To do →
Every record below, from first to last: print it exactly as shown.

*** The data ***

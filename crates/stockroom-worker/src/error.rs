//! Worker startup errors.

use stockroom_core::error::DomainError;
use thiserror::Error;

/// Errors that stop the worker from starting.
#[derive(Debug, Error)]
pub enum WorkerError {
    /// A required environment variable is missing or invalid.
    #[error("configuration error: {0}")]
    Config(String),

    /// A dependency (cache, search index, stream) could not be reached.
    #[error("dependency unavailable: {0}")]
    Dependency(#[from] DomainError),

    /// The broker connection could not be established.
    #[error("broker error: {0}")]
    Broker(String),
}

*** End of The data ***

Answer space →
filename crates/stockroom-worker/src/error.rs
//! Worker startup errors.

use stockroom_core::error::DomainError;
use thiserror::Error;

/// Errors that stop the worker from starting.
#[derive(Debug, Error)]
pub enum WorkerError {
    /// A required environment variable is missing or invalid.
    #[error("configuration error: {0}")]
    Config(String),

    /// A dependency (cache, search index, stream) could not be reached.
    #[error("dependency unavailable: {0}")]
    Dependency(#[from] DomainError),

    /// The broker connection could not be established.
    #[error("broker error: {0}")]
    Broker(String),
}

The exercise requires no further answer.